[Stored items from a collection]
+ + +

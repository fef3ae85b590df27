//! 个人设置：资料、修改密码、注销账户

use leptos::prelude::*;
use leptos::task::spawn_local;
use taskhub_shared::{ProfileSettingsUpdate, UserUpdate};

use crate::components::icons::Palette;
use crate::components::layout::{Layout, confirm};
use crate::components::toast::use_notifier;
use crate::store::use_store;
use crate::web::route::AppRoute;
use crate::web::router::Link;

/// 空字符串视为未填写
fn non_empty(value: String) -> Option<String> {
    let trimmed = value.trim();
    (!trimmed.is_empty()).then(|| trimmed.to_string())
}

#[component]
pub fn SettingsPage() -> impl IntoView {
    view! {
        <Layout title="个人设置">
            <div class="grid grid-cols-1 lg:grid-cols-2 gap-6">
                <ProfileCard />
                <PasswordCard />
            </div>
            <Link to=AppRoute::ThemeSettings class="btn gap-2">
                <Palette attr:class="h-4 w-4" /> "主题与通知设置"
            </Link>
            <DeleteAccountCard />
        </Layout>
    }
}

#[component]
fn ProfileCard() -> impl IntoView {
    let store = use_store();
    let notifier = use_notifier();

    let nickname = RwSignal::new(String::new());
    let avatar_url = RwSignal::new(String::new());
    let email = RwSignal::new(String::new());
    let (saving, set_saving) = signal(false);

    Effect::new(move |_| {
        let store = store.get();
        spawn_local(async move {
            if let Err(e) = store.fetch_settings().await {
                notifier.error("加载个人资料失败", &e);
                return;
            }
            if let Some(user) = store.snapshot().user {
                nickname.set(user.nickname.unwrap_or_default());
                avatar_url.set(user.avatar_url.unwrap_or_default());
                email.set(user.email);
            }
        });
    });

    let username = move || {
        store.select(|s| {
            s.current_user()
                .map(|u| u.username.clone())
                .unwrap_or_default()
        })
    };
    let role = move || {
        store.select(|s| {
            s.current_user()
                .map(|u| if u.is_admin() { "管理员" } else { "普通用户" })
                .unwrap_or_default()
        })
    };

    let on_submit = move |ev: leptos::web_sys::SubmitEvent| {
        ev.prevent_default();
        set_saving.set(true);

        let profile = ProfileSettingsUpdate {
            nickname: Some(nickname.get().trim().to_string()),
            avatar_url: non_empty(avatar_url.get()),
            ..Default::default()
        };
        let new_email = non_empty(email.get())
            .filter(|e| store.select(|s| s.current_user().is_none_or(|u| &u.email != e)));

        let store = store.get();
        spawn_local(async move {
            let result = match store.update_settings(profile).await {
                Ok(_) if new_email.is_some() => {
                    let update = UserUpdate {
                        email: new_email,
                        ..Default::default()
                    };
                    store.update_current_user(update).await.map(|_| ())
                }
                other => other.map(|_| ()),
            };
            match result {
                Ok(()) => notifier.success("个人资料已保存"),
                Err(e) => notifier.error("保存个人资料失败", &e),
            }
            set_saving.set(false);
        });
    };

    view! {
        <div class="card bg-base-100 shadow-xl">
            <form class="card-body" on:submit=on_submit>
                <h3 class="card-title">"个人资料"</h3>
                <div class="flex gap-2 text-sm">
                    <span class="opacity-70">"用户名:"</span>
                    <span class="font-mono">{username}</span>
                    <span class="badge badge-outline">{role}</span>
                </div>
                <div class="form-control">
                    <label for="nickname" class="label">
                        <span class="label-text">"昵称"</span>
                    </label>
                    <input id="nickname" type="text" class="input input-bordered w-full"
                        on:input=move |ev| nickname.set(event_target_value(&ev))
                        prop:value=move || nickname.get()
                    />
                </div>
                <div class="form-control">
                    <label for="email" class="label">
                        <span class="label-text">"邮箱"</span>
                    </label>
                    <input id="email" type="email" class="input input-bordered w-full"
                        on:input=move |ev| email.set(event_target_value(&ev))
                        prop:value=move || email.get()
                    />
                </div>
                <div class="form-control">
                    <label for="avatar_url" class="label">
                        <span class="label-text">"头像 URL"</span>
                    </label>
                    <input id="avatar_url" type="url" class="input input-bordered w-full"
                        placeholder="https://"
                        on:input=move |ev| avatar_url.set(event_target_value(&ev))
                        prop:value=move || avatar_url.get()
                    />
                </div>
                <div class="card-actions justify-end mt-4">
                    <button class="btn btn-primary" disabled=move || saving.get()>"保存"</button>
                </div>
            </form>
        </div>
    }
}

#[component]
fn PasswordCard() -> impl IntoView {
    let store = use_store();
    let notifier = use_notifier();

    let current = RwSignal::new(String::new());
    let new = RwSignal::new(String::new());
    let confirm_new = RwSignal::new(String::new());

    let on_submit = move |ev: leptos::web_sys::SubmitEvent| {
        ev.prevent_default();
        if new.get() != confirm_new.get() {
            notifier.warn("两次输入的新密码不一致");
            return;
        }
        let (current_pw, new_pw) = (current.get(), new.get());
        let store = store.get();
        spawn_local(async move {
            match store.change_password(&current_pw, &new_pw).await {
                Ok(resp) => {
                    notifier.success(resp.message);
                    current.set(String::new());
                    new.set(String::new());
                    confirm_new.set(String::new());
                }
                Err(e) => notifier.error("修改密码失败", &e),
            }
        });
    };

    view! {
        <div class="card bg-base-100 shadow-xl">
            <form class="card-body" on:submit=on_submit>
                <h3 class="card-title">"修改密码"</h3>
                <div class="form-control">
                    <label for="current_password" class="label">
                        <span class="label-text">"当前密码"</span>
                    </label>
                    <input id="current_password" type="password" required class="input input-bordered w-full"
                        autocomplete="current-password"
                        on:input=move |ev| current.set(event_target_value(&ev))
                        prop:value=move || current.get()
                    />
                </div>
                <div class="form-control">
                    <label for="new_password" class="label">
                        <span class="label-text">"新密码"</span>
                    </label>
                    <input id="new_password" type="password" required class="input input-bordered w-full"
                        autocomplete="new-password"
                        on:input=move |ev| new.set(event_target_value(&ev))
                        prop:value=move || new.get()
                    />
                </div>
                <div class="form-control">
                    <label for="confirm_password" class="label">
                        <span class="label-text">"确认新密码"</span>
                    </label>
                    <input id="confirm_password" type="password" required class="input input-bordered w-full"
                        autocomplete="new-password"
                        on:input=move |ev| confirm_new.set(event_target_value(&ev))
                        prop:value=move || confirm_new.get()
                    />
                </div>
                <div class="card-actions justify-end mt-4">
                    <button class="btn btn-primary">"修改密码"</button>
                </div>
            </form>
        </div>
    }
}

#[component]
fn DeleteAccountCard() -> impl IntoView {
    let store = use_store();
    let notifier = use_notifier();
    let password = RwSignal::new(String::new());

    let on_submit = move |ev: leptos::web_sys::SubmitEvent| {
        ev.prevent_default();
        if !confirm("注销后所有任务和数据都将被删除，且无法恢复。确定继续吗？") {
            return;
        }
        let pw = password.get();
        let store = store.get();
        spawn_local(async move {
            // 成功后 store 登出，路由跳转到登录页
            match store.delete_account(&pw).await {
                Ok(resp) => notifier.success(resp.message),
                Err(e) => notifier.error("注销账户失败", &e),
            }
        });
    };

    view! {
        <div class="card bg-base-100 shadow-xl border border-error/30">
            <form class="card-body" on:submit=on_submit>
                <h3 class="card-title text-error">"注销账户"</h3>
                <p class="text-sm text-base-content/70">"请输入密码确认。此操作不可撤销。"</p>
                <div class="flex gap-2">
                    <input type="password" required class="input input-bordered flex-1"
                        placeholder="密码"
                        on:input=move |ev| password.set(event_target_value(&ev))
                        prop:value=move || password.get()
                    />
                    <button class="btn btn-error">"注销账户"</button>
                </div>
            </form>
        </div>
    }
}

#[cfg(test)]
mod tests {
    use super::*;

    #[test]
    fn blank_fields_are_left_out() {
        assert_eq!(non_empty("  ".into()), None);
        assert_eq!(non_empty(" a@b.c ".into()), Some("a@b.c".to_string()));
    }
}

+ + +

TASK TO CARRY OUT:
Search the entries for the string "PasswordCard" and copy each line where it occurs.

TASK OUTPUT:
                <PasswordCard />
fn PasswordCard() -> impl IntoView {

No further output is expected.